- [Required action] Please find how many lines of the data contain the string "AsyncSqlite", and respond with that number only.

##### Entries provided #####

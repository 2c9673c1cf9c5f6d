//! C ABI exports for hosts that are not written in Rust.
//!
//! The host registers a [`HostVTable`] once, then wires the `sqlq_*`
//! builtins into its script VM. Builtins read their arguments from the
//! host's value stack and push their result onto it; failures are reported
//! through the host's error channel followed by an undefined result.
//!
//! The service and the registry are process-global. The service lock is
//! never held while host code runs: builtins clone the service out, release
//! the lock, then call into the host, so callbacks may submit new queries.

use std::sync::{Arc, OnceLock};

use parking_lot::{const_mutex, const_rwlock, Mutex, RwLock};

use crate::config::Config;
use crate::engine::query_sync;
use crate::error::Error;
use crate::host::{CallbackRef, ContextId, LivenessToken, ObjectId, ObjectRef, ObjectStore, ScriptHost};
use crate::registry::{DbHandle, HandleRegistry};
use crate::service::AsyncSqlite;
use crate::submit::{QueryRequest, SubmitMode};

/// Host callbacks. Argument readers return 1 and write `out` when the
/// argument at `index` exists and has the requested type, 0 otherwise.
#[repr(C)]
#[derive(Clone, Copy)]
pub struct HostVTable {
    /// Writes the current execution context. Returns 0 while scripts are not running.
    pub current_context: extern "C" fn(out: *mut u32) -> u8,
    pub arg_int: extern "C" fn(index: u32, out: *mut i32) -> u8,
    pub arg_float: extern "C" fn(index: u32, out: *mut f32) -> u8,
    /// The string must stay valid until the builtin returns.
    pub arg_string: extern "C" fn(index: u32, out_ptr: *mut *const u8, out_len: *mut usize) -> u8,
    /// Writes three floats.
    pub arg_vector: extern "C" fn(index: u32, out: *mut f32) -> u8,
    pub arg_object: extern "C" fn(index: u32, out: *mut u32) -> u8,
    pub arg_function: extern "C" fn(index: u32, out: *mut u32) -> u8,

    pub push_int: extern "C" fn(value: i32),
    pub push_float: extern "C" fn(value: f32),
    /// Not NUL-terminated; the host copies the bytes.
    pub push_string: extern "C" fn(ptr: *const u8, len: usize),
    pub push_vector: extern "C" fn(value: *const f32),
    pub push_object: extern "C" fn(value: u32),
    pub push_undefined: extern "C" fn(),
    pub push_array: extern "C" fn(),
    pub push_array_last: extern "C" fn(),

    pub exec_thread: extern "C" fn(callback: u32, argc: u32),
    pub exec_object_thread: extern "C" fn(object: u32, callback: u32, argc: u32),
    pub report_error: extern "C" fn(ptr: *const u8, len: usize),

    /// Writes the object's liveness token. Returns 0 if the object does not exist.
    pub object_liveness: extern "C" fn(object: u32, out: *mut u32) -> u8,
}

static HOST: RwLock<Option<HostVTable>> = const_rwlock(None);
static SERVICE: Mutex<Option<Arc<AsyncSqlite>>> = const_mutex(None);
static REGISTRY: OnceLock<Arc<HandleRegistry>> = OnceLock::new();
static CONFIG: OnceLock<Config> = OnceLock::new();

fn registry() -> &'static Arc<HandleRegistry> {
    REGISTRY.get_or_init(|| Arc::new(HandleRegistry::new()))
}

fn config() -> &'static Config {
    CONFIG.get_or_init(Config::from_env)
}

fn service() -> Option<Arc<AsyncSqlite>> {
    SERVICE.lock().clone()
}

/// [`ScriptHost`] and [`ObjectStore`] over a registered vtable, for the
/// duration of one builtin call. Errors reported through it carry the
/// builtin's name.
#[derive(Clone, Copy)]
struct FfiHost {
    vtable: HostVTable,
    builtin: &'static str,
}

impl ScriptHost for FfiHost {
    fn current_context(&self) -> Option<ContextId> {
        let mut out = 0;
        ((self.vtable.current_context)(&mut out) != 0).then_some(ContextId(out))
    }

    fn arg_int(&self, index: usize) -> Option<i32> {
        let mut out = 0;
        ((self.vtable.arg_int)(index as u32, &mut out) != 0).then_some(out)
    }

    fn arg_float(&self, index: usize) -> Option<f32> {
        let mut out = 0.0;
        ((self.vtable.arg_float)(index as u32, &mut out) != 0).then_some(out)
    }

    fn arg_string(&self, index: usize) -> Option<String> {
        let mut ptr = std::ptr::null();
        let mut len = 0;
        if (self.vtable.arg_string)(index as u32, &mut ptr, &mut len) == 0 || ptr.is_null() {
            return None;
        }
        // The host guarantees `ptr..ptr+len` is readable for this call.
        let bytes = unsafe { std::slice::from_raw_parts(ptr, len) };
        Some(String::from_utf8_lossy(bytes).into_owned())
    }

    fn arg_vector(&self, index: usize) -> Option<[f32; 3]> {
        let mut out = [0.0; 3];
        ((self.vtable.arg_vector)(index as u32, out.as_mut_ptr()) != 0).then_some(out)
    }

    fn arg_object(&self, index: usize) -> Option<ObjectRef> {
        let mut out = 0;
        ((self.vtable.arg_object)(index as u32, &mut out) != 0).then_some(ObjectRef(out))
    }

    fn arg_function(&self, index: usize) -> Option<CallbackRef> {
        let mut out = 0;
        ((self.vtable.arg_function)(index as u32, &mut out) != 0).then_some(CallbackRef(out))
    }

    fn push_int(&mut self, value: i32) {
        (self.vtable.push_int)(value)
    }

    fn push_float(&mut self, value: f32) {
        (self.vtable.push_float)(value)
    }

    fn push_string(&mut self, value: &str) {
        (self.vtable.push_string)(value.as_ptr(), value.len())
    }

    fn push_vector(&mut self, value: [f32; 3]) {
        (self.vtable.push_vector)(value.as_ptr())
    }

    fn push_object(&mut self, value: ObjectRef) {
        (self.vtable.push_object)(value.0)
    }

    fn push_undefined(&mut self) {
        (self.vtable.push_undefined)()
    }

    fn push_array(&mut self) {
        (self.vtable.push_array)()
    }

    fn push_array_last(&mut self) {
        (self.vtable.push_array_last)()
    }

    fn exec_thread(&mut self, callback: CallbackRef, argc: usize) {
        (self.vtable.exec_thread)(callback.0, argc as u32)
    }

    fn exec_object_thread(&mut self, target: ObjectId, callback: CallbackRef, argc: usize) {
        (self.vtable.exec_object_thread)(target.0, callback.0, argc as u32)
    }

    fn report_error(&mut self, message: &str) {
        let message = format!("{}() {message}", self.builtin);
        (self.vtable.report_error)(message.as_ptr(), message.len())
    }
}

impl ObjectStore for FfiHost {
    fn liveness(&self, id: ObjectId) -> Option<LivenessToken> {
        let mut out = 0;
        ((self.vtable.object_liveness)(id.0, &mut out) != 0).then_some(LivenessToken(out))
    }
}

fn with_host(builtin: &'static str, f: impl FnOnce(&mut FfiHost)) {
    let Some(vtable) = *HOST.read() else {
        tracing::warn!(builtin, "called before a host was registered");
        return;
    };
    f(&mut FfiHost { vtable, builtin });
}

fn fail(host: &mut FfiHost, err: &Error) {
    host.report_error(&err.to_string());
    host.push_undefined();
}

// ── Host ────────────────────────────────────────────────────────────

/// Register the host's callbacks. Returns 0=ok, -1=null vtable.
///
/// # Safety
///
/// `vtable` must be null or point to a valid [`HostVTable`]. Its functions
/// must remain callable for the rest of the process and are only invoked
/// from the thread that calls the `sqlq_*` builtins.
#[no_mangle]
pub unsafe extern "C" fn sqlq_register_host(vtable: *const HostVTable) -> i32 {
    if vtable.is_null() {
        return -1;
    }
    *HOST.write() = Some(*vtable);
    0
}

// ── Async queries ───────────────────────────────────────────────────

/// Start the background worker. Pushes 1; a repeated call is a no-op.
#[no_mangle]
pub extern "C" fn sqlq_async_initialize() {
    with_host("sqlq_async_initialize", |host| {
        let mut slot = SERVICE.lock();
        if slot.is_some() {
            tracing::debug!("async handler already initialized");
        } else {
            match AsyncSqlite::start(config().clone(), registry().clone()) {
                Ok(service) => *slot = Some(Arc::new(service)),
                Err(err) => {
                    drop(slot);
                    return fail(host, &err);
                }
            }
        }
        drop(slot);
        host.push_int(1);
    })
}

fn submit_builtin(builtin: &'static str, mode: SubmitMode) {
    with_host(builtin, |host| {
        let request = match QueryRequest::from_host(&*host, mode, config().max_string_len) {
            Ok(request) => request,
            Err(err) => return fail(host, &err),
        };
        let Some(service) = service() else {
            return fail(host, &Error::NotRunning);
        };
        match service.submit(request, &*host) {
            Ok(_) => host.push_int(1),
            Err(err) => fail(host, &err),
        }
    })
}

/// `(handle, query, callback?, arg?)`: run a query and pass its rows to `callback`.
#[no_mangle]
pub extern "C" fn sqlq_async_query() {
    submit_builtin("sqlq_async_query", SubmitMode::QUERY)
}

/// Like [`sqlq_async_query`] but discards rows.
#[no_mangle]
pub extern "C" fn sqlq_async_query_nosave() {
    submit_builtin("sqlq_async_query_nosave", SubmitMode::QUERY_NOSAVE)
}

/// Like [`sqlq_async_query`], running `callback` as a method on `object`.
#[no_mangle]
pub extern "C" fn sqlq_async_entity_query(object: u32) {
    submit_builtin("sqlq_async_entity_query", SubmitMode::object_query(ObjectId(object)))
}

#[no_mangle]
pub extern "C" fn sqlq_async_entity_query_nosave(object: u32) {
    submit_builtin(
        "sqlq_async_entity_query_nosave",
        SubmitMode::object_query_nosave(ObjectId(object)),
    )
}

/// Deliver finished queries. Call once per host frame.
#[no_mangle]
pub extern "C" fn sqlq_async_checkdone() {
    let Some(service) = service() else {
        return;
    };
    with_host("sqlq_async_checkdone", |host| {
        let objects = *host;
        service.drain_completions(host, &objects);
    })
}

// ── Databases ───────────────────────────────────────────────────────

/// `(path)`: open a database. Pushes its handle.
#[no_mangle]
pub extern "C" fn sqlq_open() {
    with_host("sqlq_open", |host| {
        let Some(path) = host.arg_string(0) else {
            return fail(host, &Error::InvalidArguments);
        };
        match registry().open(&path) {
            Ok(handle) => host.push_int(handle.as_raw()),
            Err(err) => fail(host, &err),
        }
    })
}

/// `(handle, query)`: run a query on the calling thread. Pushes the rows.
#[no_mangle]
pub extern "C" fn sqlq_query() {
    with_host("sqlq_query", |host| {
        let (Some(handle), Some(query)) = (host.arg_int(0), host.arg_string(1)) else {
            return fail(host, &Error::InvalidArguments);
        };
        match query_sync(registry(), DbHandle::from_raw(handle), &query, config()) {
            Ok(rows) => host.push_grid(&rows),
            Err(err) => fail(host, &err),
        }
    })
}

/// `(handle)`: close a database. Pushes 1.
#[no_mangle]
pub extern "C" fn sqlq_close() {
    with_host("sqlq_close", |host| {
        let Some(handle) = host.arg_int(0) else {
            return fail(host, &Error::InvalidArguments);
        };
        match registry().close(DbHandle::from_raw(handle)) {
            Ok(()) => host.push_int(1),
            Err(err) => fail(host, &err),
        }
    })
}

/// Process teardown: stop the worker, discard all tasks without callbacks
/// and close every database.
#[no_mangle]
pub extern "C" fn sqlq_shutdown() {
    let service = SERVICE.lock().take();
    match service {
        Some(service) => service.shutdown(),
        None => {
            registry().close_all();
        }
    }
}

#####

- [Task answer] 4